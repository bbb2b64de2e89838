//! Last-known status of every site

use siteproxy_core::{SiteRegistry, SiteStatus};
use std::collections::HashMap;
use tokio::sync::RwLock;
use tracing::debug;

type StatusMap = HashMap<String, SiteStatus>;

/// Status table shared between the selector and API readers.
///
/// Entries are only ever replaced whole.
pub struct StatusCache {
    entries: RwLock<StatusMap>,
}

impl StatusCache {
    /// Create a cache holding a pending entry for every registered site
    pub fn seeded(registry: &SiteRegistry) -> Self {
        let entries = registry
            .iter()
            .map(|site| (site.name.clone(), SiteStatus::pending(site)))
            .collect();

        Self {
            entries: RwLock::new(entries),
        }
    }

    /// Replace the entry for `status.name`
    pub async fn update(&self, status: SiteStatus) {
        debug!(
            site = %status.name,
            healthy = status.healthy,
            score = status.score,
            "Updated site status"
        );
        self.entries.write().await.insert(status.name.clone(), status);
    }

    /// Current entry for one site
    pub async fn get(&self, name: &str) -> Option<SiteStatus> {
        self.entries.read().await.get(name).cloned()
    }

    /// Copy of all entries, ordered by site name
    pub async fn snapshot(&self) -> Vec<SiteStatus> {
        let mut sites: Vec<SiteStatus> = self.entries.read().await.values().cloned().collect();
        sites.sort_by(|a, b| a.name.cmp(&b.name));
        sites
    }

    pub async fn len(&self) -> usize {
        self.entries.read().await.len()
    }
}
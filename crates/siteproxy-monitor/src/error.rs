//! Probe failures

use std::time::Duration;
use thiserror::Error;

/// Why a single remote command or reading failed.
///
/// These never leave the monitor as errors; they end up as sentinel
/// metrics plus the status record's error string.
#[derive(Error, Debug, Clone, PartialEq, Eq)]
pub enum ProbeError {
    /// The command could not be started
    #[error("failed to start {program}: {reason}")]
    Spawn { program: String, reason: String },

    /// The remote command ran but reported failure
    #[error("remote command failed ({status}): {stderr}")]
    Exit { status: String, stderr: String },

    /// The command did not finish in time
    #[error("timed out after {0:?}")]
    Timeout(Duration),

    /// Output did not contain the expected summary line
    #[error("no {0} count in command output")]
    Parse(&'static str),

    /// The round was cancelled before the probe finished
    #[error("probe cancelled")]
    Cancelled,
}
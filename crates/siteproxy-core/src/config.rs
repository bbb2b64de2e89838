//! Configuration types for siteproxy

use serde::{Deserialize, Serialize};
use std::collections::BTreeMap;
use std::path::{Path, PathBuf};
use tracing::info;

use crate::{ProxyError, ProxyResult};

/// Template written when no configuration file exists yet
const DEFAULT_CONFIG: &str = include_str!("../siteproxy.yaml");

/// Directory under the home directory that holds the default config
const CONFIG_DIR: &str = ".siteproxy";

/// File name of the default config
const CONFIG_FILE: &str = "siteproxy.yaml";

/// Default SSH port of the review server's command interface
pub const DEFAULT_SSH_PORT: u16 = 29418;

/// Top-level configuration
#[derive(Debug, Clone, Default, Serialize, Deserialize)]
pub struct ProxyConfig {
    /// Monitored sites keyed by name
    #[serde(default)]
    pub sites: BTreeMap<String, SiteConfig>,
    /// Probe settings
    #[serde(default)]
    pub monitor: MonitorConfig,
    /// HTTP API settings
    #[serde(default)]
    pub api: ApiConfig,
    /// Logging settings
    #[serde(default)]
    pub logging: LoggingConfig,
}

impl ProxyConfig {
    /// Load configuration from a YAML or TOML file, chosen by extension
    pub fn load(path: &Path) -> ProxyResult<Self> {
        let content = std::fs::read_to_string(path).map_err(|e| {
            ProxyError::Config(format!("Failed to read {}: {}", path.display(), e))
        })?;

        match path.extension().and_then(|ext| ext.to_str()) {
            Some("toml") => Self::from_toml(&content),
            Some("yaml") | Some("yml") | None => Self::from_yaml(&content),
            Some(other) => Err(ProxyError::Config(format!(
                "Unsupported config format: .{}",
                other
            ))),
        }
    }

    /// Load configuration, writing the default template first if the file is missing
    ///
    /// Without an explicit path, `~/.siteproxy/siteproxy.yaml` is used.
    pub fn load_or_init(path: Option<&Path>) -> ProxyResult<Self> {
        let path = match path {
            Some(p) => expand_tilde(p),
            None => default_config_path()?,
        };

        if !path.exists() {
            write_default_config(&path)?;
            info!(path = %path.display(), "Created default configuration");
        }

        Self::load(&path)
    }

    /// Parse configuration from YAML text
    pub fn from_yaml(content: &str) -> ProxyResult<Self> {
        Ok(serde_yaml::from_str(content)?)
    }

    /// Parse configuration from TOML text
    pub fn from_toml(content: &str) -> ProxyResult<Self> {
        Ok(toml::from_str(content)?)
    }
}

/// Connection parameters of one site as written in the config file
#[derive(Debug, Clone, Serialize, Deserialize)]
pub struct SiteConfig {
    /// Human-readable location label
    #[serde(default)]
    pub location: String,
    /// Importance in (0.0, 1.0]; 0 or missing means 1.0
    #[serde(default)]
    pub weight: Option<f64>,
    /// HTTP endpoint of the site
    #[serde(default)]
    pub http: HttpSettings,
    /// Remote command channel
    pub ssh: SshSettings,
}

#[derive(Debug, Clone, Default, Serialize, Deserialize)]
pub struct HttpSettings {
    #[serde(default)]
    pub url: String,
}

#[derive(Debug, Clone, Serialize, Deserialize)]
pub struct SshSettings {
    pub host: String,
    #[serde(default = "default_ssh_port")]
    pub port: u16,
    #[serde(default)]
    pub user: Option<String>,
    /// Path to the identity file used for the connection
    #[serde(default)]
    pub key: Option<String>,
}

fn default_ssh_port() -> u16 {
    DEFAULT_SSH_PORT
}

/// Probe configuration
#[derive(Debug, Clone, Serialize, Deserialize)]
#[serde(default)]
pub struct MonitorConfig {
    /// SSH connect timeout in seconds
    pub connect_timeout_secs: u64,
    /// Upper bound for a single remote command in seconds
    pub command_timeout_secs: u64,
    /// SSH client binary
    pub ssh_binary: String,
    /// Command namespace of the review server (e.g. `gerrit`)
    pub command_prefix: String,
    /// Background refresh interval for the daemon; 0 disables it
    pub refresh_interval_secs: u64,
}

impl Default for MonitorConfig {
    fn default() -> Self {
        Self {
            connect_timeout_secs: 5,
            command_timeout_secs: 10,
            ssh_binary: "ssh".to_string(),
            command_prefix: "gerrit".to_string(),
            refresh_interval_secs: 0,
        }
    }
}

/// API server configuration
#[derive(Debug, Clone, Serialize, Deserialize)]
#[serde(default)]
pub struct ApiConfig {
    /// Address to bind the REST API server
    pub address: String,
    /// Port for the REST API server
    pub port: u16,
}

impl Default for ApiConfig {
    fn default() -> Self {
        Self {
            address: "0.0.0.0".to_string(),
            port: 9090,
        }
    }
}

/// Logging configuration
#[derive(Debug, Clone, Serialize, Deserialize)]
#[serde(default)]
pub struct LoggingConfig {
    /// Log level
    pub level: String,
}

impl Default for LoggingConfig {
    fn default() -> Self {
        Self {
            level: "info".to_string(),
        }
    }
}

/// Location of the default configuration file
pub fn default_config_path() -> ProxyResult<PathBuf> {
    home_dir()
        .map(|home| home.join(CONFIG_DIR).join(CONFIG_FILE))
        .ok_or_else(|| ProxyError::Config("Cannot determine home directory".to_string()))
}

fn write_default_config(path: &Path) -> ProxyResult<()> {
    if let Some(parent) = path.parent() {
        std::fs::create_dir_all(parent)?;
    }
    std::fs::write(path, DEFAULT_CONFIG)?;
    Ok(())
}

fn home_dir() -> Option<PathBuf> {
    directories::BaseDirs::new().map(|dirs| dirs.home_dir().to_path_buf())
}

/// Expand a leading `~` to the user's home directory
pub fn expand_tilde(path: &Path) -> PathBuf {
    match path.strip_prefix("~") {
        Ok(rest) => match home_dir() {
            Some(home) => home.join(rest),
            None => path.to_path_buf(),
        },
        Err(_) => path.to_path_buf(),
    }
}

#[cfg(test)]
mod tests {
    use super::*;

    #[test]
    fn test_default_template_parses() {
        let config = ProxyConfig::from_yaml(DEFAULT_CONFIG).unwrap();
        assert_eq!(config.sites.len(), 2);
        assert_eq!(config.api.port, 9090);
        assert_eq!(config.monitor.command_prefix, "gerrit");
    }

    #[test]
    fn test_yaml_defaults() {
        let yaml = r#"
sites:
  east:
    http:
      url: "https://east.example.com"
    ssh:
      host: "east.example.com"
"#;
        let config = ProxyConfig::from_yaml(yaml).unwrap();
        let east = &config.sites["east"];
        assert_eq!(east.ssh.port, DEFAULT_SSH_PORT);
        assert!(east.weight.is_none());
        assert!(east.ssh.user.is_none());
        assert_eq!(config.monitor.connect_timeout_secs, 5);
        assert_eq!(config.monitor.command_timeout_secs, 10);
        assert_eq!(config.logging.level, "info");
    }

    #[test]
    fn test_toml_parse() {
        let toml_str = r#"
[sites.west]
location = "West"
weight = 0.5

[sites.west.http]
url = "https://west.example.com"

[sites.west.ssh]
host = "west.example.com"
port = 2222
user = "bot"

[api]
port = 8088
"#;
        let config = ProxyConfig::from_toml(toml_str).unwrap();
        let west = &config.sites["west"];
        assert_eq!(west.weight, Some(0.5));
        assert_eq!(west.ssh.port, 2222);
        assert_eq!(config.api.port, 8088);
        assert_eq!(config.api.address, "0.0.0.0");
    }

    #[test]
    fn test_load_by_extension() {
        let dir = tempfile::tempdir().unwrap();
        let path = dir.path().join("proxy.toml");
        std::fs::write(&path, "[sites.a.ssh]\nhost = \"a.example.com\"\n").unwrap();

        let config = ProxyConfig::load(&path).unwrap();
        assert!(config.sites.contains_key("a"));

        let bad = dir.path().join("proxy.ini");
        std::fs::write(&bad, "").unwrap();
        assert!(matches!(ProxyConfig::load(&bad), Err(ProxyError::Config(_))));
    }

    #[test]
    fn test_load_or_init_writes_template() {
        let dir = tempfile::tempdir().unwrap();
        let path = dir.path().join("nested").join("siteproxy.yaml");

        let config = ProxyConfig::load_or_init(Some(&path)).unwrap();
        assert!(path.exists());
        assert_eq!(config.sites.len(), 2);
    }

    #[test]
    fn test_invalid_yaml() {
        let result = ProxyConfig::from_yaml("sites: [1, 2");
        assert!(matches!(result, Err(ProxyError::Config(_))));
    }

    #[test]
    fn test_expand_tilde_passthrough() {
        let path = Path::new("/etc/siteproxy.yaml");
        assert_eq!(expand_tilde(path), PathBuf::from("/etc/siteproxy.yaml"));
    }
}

::::::::

YOUR INSTRUCTIONS ->
Give the number of lines in the records that contain the string "BTreeMap", with no other output.

RESULT OF THE EXERCISE ->
2